(Dataset items)
[Start of Attachment]

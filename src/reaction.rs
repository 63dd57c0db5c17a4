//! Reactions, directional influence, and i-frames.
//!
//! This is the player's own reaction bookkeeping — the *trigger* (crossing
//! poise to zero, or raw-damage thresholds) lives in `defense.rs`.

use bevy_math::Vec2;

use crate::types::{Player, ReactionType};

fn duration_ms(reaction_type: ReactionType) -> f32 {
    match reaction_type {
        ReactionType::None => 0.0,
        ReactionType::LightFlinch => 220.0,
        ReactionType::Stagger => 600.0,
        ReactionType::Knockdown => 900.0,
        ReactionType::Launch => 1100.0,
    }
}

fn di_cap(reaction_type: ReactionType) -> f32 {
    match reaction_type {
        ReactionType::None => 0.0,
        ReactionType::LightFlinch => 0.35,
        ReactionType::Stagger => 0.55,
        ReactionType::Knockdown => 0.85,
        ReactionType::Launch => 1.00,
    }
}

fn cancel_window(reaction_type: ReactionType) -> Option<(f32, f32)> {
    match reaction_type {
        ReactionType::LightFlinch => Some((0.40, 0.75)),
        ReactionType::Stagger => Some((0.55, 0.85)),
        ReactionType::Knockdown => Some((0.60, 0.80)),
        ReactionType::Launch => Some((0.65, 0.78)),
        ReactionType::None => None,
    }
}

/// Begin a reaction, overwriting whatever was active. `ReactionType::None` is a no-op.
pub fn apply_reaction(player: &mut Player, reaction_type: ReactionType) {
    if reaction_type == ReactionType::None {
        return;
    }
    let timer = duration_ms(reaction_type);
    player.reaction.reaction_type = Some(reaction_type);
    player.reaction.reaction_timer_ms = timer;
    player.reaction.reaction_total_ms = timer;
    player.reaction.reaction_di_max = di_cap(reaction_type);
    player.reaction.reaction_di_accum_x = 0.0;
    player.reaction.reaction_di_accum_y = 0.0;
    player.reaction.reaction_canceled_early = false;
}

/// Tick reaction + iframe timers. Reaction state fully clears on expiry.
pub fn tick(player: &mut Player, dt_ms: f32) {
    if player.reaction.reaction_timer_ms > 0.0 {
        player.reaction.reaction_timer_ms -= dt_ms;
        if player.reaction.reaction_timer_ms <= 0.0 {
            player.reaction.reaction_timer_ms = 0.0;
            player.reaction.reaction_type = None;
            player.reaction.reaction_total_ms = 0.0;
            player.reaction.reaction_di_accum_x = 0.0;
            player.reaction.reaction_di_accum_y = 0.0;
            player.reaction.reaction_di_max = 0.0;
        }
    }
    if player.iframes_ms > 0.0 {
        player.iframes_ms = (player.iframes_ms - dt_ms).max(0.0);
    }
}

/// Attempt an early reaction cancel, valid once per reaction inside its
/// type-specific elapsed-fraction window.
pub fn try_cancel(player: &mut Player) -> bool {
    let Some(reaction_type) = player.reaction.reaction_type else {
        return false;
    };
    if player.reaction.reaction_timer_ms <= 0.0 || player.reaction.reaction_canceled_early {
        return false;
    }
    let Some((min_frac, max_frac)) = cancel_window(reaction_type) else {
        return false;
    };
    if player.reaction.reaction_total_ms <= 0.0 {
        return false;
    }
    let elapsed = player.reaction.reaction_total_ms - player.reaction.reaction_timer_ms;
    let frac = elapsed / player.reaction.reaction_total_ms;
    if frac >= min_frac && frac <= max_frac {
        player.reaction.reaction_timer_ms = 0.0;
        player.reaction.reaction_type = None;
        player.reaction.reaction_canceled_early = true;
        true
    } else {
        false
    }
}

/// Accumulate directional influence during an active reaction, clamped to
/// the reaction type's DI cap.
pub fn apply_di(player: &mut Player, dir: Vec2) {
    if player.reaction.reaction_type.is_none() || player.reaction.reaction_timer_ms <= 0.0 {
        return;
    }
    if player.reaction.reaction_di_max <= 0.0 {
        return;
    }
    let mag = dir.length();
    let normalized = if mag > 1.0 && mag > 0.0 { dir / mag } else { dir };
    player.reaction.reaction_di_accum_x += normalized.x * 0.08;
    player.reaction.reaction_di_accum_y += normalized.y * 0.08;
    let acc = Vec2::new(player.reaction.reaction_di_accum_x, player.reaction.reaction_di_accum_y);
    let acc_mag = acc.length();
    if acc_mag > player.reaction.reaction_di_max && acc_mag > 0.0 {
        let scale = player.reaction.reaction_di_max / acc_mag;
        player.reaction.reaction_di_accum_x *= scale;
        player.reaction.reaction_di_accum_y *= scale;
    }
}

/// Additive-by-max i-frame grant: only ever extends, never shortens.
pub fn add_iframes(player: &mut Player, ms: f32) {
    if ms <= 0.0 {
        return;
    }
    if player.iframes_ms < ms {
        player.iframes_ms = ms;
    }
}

[End of Attachment]

## Directions for this task
Copy every line of the entries above in which "Stagger" occurs.

## Result below
        ReactionType::Stagger => 600.0,
        ReactionType::Stagger => 0.55,
        ReactionType::Stagger => Some((0.55, 0.85)),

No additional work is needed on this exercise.